The Power of Observation
Observation is an extremely powerful tool, exemplified by the fact that it is a basic component of scientific experimentation. Observation is also an essential tool for individuals interacting with other cultures.
One of the pieces of advice that I always give to intercultural training participants who will be working and/or living in another country is to adopt this method of information collection. A tremendous amount of useful material, especially the subtleties of behaviors, will become clear through observation of locals.
My friend, Al, responded to this advice by saying ‘that’s just logical, everyone knows that.’ While he may be right that the point seems obvious, today there are so many distractions that it is easy to miss the hints. People appear to give little or no thought to their situation and the differences around them. Too many people seem to forget or minimize the value of observation, especially as they are so busy focusing on the future and their next activity. Sadly, many individuals appear to be more engrossed in their smartphones or ipads than their surroundings.

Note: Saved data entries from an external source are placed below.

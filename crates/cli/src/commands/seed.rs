//! Seed the store from a YAML file.
//!
//! Loads categories, products, delivery zones and holidays. Re-running the
//! same file is safe: categories are upserted by name, products with an
//! existing SKU and holidays on a taken date are skipped, and zones equal to
//! an existing one are left alone.
//!
//! See `crates/cli/seed.example.yaml` for the format.

use std::path::Path;

use local_market_core::catalog::ProductDraft;
use local_market_core::order::Actor;
use local_market_core::policy::HolidayDraft;
use local_market_core::zone::{DeliveryZone, ZoneDraft};
use local_market_core::{DomainError, ErrorCode};
use local_market_server::db::CategoryRepository;
use local_market_server::error::AppError;
use local_market_server::services::{CatalogService, StoreConfigService};
use serde::Deserialize;
use tracing::{info, warn};

use super::{CliError, connect};

/// Top-level seed document.
#[derive(Debug, Default, Deserialize)]
pub struct SeedFile {
    #[serde(default)]
    pub categories: Vec<SeedCategory>,
    #[serde(default)]
    pub zones: Vec<ZoneDraft>,
    #[serde(default)]
    pub holidays: Vec<HolidayDraft>,
}

/// A category with the products filed under it.
#[derive(Debug, Deserialize)]
pub struct SeedCategory {
    pub name: String,
    #[serde(default)]
    pub display_order: i32,
    #[serde(default)]
    pub products: Vec<ProductDraft>,
}

/// Counts reported at the end of a run.
#[derive(Debug, Default, PartialEq, Eq)]
pub struct SeedReport {
    pub categories: usize,
    pub products_inserted: usize,
    pub products_skipped: usize,
    pub zones_inserted: usize,
    pub zones_skipped: usize,
    pub holidays_inserted: usize,
    pub holidays_skipped: usize,
}

impl SeedFile {
    /// Parse a seed document.
    ///
    /// # Errors
    ///
    /// Returns `CliError::Yaml` if the text does not match the format.
    pub fn parse(content: &str) -> Result<Self, CliError> {
        Ok(serde_yaml::from_str(content)?)
    }
}

fn is_code(err: &AppError, code: ErrorCode) -> bool {
    matches!(err, AppError::Domain(DomainError { code: c, .. }) if *c == code)
}

/// Returns `true` if `existing` already covers what `draft` describes.
fn zone_exists(existing: &[DeliveryZone], draft: &ZoneDraft) -> bool {
    existing.iter().any(|z| {
        z.zone_type == draft.zone_type
            && z.dong_code == draft.dong_code
            && z.apartment_name == draft.apartment_name
            && z.center_lat == draft.center_lat
            && z.center_lng == draft.center_lng
            && z.radius_m == draft.radius_m
    })
}

/// Load the file at `file_path` into the database.
///
/// # Errors
///
/// Returns an error if the file cannot be read or parsed, or a write fails
/// for a reason other than the duplicates skipped above.
pub async fn run(file_path: &str) -> Result<(), CliError> {
    let path = Path::new(file_path);
    info!(path = %file_path, "Loading seed data from file");

    // Parse before connecting so a typo fails fast
    let content = tokio::fs::read_to_string(path)
        .await
        .map_err(|source| CliError::Io {
            path: file_path.to_owned(),
            source,
        })?;
    let seed = SeedFile::parse(&content)?;

    let state = connect().await?;
    let actor = Actor::system();
    let catalog = CatalogService::new(&state);
    let store = StoreConfigService::new(&state);
    let categories = CategoryRepository::new(state.pool());
    let mut report = SeedReport::default();

    for category in seed.categories {
        let row = categories
            .upsert_by_name(category.name.trim(), category.display_order)
            .await?;
        report.categories += 1;

        for draft in category.products {
            let sku = draft.sku.clone();
            let draft = ProductDraft {
                category_id: Some(row.id),
                ..draft
            };
            match catalog.create(draft, &actor).await {
                Ok(_) => report.products_inserted += 1,
                Err(e) if is_code(&e, ErrorCode::DuplicateSku) => {
                    info!(sku = %sku, "Product exists, skipping");
                    report.products_skipped += 1;
                }
                Err(e) => {
                    warn!(sku = %sku, error = %e, "Product rejected");
                    return Err(e.into());
                }
            }
        }
    }

    let mut zones = store.list_zones().await?;
    for draft in seed.zones {
        if zone_exists(&zones, &draft) {
            report.zones_skipped += 1;
            continue;
        }
        let zone = store.create_zone(&draft).await?;
        zones.push(zone);
        report.zones_inserted += 1;
    }

    for draft in seed.holidays {
        let date = draft.holiday_date;
        match store.create_holiday(draft).await {
            Ok(_) => report.holidays_inserted += 1,
            Err(e) if is_code(&e, ErrorCode::DuplicateHoliday) => {
                info!(%date, "Holiday exists, skipping");
                report.holidays_skipped += 1;
            }
            Err(e) => return Err(e.into()),
        }
    }

    info!("Seeding complete!");
    info!("  Categories: {}", report.categories);
    info!(
        "  Products inserted: {} (skipped: {})",
        report.products_inserted, report.products_skipped
    );
    info!(
        "  Zones inserted: {} (skipped: {})",
        report.zones_inserted, report.zones_skipped
    );
    info!(
        "  Holidays inserted: {} (skipped: {})",
        report.holidays_inserted, report.holidays_skipped
    );

    Ok(())
}

#[cfg(test)]
#[allow(clippy::unwrap_used)]
mod tests {
    use chrono::{TimeZone, Utc};
    use local_market_core::{DeliveryZoneId, ZoneType};

    use super::*;

    const EXAMPLE: &str = include_str!("../../seed.example.yaml");

    #[test]
    fn test_example_file_parses() {
        let seed = SeedFile::parse(EXAMPLE).unwrap();
        assert!(!seed.categories.is_empty());
        assert!(seed.categories.iter().any(|c| !c.products.is_empty()));
        assert!(!seed.zones.is_empty());
        for category in &seed.categories {
            for product in &category.products {
                product.validate().unwrap();
            }
        }
        for zone in &seed.zones {
            zone.validate().unwrap();
        }
    }

    #[test]
    fn test_empty_document_is_empty_seed() {
        let seed = SeedFile::parse("{}").unwrap();
        assert!(seed.categories.is_empty());
        assert!(seed.zones.is_empty());
        assert!(seed.holidays.is_empty());
    }

    #[test]
    fn test_unknown_zone_type_is_rejected() {
        let err = SeedFile::parse("zones:\n  - zone_type: PLANET\n").unwrap_err();
        assert!(matches!(err, CliError::Yaml(_)));
    }

    #[test]
    fn test_zone_exists_matches_on_key_fields() {
        let draft = ZoneDraft {
            zone_type: ZoneType::Dong,
            dong_code: Some("1168010100".to_string()),
            apartment_name: None,
            center_lat: None,
            center_lng: None,
            radius_m: None,
            min_order_amount: None,
            base_fee: None,
            free_delivery_threshold: None,
            is_active: true,
        };
        let existing = DeliveryZone {
            id: DeliveryZoneId::new(1),
            zone_type: ZoneType::Dong,
            dong_code: Some("1168010100".to_string()),
            apartment_name: None,
            center_lat: None,
            center_lng: None,
            radius_m: None,
            min_order_amount: None,
            base_fee: None,
            free_delivery_threshold: None,
            is_active: false,
            created_at: Utc.with_ymd_and_hms(2026, 1, 1, 0, 0, 0).unwrap(),
        };
        assert!(zone_exists(std::slice::from_ref(&existing), &draft));

        let other = ZoneDraft {
            dong_code: Some("1168010200".to_string()),
            ..draft
        };
        assert!(!zone_exists(&[existing], &other));
    }
}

Watching what is happening around you can provide insight into the nuances of behaviors, for example:
- Notice where people sit at a meeting table
- Listen to who speaks and who remains quiet
- Observe greetings and how respect is shown.
- Look where people place their napkins or their hands at the dining table
- Watch the system for being served at a bakery or market
- Determine if public displays of affection are acceptable
- Survey the type of clothing that is worn
- Study the interactions between friends, family members and colleagues
Preparation, such as an intercultural training program, is always helpful but it is virtually impossible to learn and remember everything. Observation complements what you have already learned or may jog your memory. People need to watch what others around them are doing. Use the same tool that scientists apply and learn about the subtle differences of the culture in which you are living and working.
Would you share an example of something you learned through observing a new culture?